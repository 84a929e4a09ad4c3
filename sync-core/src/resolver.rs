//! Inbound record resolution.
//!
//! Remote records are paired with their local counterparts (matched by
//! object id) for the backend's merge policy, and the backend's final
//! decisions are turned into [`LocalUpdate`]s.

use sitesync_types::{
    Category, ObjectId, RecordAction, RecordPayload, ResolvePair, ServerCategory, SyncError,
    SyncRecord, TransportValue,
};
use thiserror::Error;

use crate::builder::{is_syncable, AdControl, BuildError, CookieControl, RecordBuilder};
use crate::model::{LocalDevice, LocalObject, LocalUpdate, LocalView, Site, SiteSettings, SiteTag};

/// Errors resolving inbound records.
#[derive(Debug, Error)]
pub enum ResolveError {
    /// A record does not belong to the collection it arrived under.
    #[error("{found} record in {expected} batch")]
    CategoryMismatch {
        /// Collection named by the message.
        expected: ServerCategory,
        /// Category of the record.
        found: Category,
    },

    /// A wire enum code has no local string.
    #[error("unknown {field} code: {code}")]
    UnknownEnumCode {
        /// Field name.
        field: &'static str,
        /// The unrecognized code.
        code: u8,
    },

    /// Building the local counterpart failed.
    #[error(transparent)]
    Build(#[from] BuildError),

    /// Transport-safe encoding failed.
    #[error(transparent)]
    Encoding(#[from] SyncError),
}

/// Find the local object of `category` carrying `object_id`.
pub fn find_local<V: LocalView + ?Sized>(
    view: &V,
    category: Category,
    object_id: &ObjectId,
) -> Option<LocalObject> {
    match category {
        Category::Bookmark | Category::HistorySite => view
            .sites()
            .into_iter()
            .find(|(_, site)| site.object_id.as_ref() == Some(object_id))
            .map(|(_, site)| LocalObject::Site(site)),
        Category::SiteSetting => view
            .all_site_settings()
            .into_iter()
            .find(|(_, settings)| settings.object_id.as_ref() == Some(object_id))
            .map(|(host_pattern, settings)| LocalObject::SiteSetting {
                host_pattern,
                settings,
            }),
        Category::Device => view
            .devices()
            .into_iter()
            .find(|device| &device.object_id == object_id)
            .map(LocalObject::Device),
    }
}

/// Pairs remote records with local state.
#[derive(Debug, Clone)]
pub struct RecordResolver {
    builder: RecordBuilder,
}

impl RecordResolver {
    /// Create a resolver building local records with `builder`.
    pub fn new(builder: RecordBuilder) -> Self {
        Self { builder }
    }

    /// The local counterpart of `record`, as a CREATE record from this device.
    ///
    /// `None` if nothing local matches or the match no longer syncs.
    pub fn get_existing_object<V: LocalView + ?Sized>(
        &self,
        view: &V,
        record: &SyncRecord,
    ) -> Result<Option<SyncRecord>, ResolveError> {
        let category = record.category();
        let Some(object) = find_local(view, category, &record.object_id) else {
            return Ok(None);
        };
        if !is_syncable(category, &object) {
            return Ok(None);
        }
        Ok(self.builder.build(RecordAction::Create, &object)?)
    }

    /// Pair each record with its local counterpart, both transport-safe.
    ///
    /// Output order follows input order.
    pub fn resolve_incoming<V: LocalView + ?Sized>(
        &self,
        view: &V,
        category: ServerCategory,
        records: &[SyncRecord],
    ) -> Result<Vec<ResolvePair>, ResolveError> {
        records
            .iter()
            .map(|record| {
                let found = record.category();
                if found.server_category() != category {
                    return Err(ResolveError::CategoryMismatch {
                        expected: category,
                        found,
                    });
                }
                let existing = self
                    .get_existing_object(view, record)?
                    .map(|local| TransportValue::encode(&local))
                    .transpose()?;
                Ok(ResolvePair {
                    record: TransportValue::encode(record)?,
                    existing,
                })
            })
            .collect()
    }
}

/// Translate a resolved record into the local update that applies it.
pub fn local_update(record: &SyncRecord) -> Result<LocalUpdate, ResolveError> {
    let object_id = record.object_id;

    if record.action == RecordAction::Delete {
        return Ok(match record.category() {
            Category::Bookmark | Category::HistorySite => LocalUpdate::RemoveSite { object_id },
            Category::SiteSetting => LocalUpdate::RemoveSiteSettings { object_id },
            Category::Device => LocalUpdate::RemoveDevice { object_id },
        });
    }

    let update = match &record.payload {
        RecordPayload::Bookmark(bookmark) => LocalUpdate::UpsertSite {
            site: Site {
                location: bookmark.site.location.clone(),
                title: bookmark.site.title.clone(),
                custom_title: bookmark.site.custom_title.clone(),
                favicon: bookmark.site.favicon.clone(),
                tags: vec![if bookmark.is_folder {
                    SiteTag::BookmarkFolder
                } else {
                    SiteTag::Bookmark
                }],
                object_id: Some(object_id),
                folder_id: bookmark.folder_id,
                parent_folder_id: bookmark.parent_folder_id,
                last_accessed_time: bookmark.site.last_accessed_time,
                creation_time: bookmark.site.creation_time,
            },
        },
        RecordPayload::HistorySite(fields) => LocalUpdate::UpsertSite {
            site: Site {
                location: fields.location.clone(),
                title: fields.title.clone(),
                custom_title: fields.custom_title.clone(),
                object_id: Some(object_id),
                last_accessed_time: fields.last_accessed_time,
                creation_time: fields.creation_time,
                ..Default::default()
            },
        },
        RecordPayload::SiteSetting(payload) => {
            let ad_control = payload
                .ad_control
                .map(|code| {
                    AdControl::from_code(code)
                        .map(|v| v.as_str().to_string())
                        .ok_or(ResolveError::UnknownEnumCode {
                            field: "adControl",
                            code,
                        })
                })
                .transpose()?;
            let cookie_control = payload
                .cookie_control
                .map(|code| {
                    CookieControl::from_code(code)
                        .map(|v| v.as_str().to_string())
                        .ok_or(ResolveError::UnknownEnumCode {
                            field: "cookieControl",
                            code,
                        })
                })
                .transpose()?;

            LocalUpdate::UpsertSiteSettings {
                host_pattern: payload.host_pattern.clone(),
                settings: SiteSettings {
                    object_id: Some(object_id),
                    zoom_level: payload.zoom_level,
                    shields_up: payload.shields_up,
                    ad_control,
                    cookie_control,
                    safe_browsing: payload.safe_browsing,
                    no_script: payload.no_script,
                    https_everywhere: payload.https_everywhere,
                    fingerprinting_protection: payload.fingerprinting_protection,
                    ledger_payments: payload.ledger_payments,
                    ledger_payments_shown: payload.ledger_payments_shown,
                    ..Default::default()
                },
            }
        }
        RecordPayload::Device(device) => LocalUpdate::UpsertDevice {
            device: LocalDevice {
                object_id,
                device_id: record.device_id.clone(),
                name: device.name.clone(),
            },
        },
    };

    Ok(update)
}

##########

» Instructions to follow: Looking at the records above, how many lines have the word "failed" in them? State the number only.

» Task response: 2